(Stored items)
^^^^

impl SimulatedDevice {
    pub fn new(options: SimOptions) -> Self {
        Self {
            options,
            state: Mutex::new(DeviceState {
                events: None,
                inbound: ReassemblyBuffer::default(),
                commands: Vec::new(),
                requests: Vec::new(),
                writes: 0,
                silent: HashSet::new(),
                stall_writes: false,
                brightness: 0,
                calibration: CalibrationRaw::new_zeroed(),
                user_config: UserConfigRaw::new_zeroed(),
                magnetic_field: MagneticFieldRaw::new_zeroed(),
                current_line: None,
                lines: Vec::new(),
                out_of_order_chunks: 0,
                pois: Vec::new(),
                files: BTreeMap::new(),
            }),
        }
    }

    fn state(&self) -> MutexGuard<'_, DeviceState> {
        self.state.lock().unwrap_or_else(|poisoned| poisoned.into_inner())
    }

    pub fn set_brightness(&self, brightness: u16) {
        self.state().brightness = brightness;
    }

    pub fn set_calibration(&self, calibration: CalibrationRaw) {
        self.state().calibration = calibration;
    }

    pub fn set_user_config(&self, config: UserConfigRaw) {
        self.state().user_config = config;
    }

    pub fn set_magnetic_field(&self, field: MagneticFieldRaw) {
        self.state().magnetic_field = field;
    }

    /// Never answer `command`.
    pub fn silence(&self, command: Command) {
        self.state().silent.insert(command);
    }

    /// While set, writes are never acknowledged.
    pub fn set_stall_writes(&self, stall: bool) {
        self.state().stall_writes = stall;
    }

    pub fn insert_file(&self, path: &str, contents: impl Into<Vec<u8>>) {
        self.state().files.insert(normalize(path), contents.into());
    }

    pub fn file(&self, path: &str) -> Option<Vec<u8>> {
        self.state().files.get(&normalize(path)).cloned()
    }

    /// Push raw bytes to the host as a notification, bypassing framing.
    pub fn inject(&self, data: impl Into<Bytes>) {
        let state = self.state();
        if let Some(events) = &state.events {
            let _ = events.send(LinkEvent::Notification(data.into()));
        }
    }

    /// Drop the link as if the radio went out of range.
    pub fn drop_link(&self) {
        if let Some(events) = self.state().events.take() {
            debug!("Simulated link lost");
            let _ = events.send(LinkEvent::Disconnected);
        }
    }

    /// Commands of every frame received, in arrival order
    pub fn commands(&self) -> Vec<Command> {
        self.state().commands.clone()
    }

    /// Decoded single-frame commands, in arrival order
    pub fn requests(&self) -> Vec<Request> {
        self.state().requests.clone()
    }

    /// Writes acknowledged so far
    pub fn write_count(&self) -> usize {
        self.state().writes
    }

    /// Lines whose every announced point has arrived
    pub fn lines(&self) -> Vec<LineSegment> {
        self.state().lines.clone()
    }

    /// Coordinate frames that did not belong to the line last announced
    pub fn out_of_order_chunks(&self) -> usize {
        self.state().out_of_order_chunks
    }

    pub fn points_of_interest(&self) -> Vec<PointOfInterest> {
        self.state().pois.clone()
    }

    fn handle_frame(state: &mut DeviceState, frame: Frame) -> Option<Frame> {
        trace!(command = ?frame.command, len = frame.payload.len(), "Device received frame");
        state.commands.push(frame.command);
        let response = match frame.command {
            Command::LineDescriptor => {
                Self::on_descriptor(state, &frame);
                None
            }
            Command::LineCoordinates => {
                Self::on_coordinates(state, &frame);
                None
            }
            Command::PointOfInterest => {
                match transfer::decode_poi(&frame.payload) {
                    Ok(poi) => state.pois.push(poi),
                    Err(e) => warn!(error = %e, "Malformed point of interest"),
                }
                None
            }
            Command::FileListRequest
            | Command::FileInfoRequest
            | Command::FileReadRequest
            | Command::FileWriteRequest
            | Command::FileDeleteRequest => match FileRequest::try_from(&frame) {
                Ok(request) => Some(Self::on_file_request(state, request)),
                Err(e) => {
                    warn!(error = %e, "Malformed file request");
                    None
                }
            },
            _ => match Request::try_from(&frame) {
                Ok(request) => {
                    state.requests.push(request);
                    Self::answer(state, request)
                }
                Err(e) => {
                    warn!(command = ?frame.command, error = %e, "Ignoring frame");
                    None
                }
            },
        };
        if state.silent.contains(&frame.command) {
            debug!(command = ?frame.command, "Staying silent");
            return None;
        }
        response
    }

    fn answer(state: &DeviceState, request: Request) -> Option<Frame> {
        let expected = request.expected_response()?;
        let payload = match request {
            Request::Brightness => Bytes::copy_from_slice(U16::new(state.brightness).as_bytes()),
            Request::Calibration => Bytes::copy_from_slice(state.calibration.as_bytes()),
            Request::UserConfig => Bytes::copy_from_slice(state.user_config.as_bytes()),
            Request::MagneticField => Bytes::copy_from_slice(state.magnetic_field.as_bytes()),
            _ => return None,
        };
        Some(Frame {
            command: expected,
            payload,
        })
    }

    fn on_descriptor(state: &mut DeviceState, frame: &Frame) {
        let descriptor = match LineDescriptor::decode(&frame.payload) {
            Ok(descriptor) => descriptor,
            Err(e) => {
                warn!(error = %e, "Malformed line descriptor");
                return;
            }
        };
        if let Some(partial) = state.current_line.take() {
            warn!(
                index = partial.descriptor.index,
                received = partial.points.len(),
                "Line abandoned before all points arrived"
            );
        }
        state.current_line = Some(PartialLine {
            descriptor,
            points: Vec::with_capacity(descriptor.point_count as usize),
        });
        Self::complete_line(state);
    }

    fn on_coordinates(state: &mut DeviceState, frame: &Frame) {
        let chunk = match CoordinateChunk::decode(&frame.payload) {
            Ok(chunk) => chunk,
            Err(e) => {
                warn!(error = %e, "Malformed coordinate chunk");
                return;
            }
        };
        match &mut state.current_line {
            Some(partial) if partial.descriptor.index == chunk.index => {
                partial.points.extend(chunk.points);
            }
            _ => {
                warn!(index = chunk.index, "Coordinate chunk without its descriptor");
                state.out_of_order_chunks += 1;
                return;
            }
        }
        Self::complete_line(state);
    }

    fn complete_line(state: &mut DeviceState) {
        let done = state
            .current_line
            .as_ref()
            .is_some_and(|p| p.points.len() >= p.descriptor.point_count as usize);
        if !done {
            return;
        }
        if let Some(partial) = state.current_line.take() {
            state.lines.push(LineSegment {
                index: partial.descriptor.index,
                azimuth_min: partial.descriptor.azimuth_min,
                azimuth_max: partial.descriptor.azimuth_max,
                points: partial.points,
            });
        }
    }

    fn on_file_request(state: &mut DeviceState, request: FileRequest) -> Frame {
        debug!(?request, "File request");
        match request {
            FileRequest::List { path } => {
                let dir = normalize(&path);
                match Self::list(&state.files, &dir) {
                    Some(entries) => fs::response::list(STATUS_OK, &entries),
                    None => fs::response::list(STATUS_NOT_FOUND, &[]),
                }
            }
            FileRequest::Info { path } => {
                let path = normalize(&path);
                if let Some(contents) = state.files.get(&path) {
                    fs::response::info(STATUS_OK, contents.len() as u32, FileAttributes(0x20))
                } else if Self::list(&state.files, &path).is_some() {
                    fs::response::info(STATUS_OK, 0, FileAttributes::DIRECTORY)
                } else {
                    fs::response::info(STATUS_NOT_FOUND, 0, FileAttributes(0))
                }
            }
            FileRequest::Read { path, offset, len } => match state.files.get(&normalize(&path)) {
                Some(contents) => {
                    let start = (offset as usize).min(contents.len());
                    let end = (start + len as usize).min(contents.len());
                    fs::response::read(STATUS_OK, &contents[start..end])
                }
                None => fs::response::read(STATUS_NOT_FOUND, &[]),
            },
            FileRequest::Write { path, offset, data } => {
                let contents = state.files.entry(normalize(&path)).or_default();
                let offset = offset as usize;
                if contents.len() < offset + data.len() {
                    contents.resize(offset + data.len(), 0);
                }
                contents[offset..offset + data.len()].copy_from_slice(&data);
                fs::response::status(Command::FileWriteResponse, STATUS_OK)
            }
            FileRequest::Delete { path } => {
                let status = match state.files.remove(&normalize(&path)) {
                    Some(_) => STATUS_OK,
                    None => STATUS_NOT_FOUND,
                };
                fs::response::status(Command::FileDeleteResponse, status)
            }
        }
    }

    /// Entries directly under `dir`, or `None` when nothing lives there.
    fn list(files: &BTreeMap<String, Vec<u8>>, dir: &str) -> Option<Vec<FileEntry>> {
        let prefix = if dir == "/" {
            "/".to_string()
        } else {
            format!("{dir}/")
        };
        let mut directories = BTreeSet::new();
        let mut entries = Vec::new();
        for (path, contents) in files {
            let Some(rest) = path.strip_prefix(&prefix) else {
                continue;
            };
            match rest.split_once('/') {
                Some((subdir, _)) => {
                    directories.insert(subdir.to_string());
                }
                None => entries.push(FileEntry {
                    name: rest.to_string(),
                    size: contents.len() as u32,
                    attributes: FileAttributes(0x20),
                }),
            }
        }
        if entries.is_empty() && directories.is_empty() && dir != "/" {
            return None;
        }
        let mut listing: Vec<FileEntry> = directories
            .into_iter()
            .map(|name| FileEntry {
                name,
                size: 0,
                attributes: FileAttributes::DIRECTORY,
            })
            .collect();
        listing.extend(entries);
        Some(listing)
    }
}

^^^^

## What the task requires
Take the line containing "let Some(rest) = path.strip_prefix(&prefix)" as the start and the last line of the data as the end, and reproduce that range exactly.

## Finished task
            let Some(rest) = path.strip_prefix(&prefix) else {
                continue;
            };
            match rest.split_once('/') {
                Some((subdir, _)) => {
                    directories.insert(subdir.to_string());
                }
                None => entries.push(FileEntry {
                    name: rest.to_string(),
                    size: contents.len() as u32,
                    attributes: FileAttributes(0x20),
                }),
            }
        }
        if entries.is_empty() && directories.is_empty() && dir != "/" {
            return None;
        }
        let mut listing: Vec<FileEntry> = directories
            .into_iter()
            .map(|name| FileEntry {
                name,
                size: 0,
                attributes: FileAttributes::DIRECTORY,
            })
            .collect();
        listing.extend(entries);
        Some(listing)
    }
}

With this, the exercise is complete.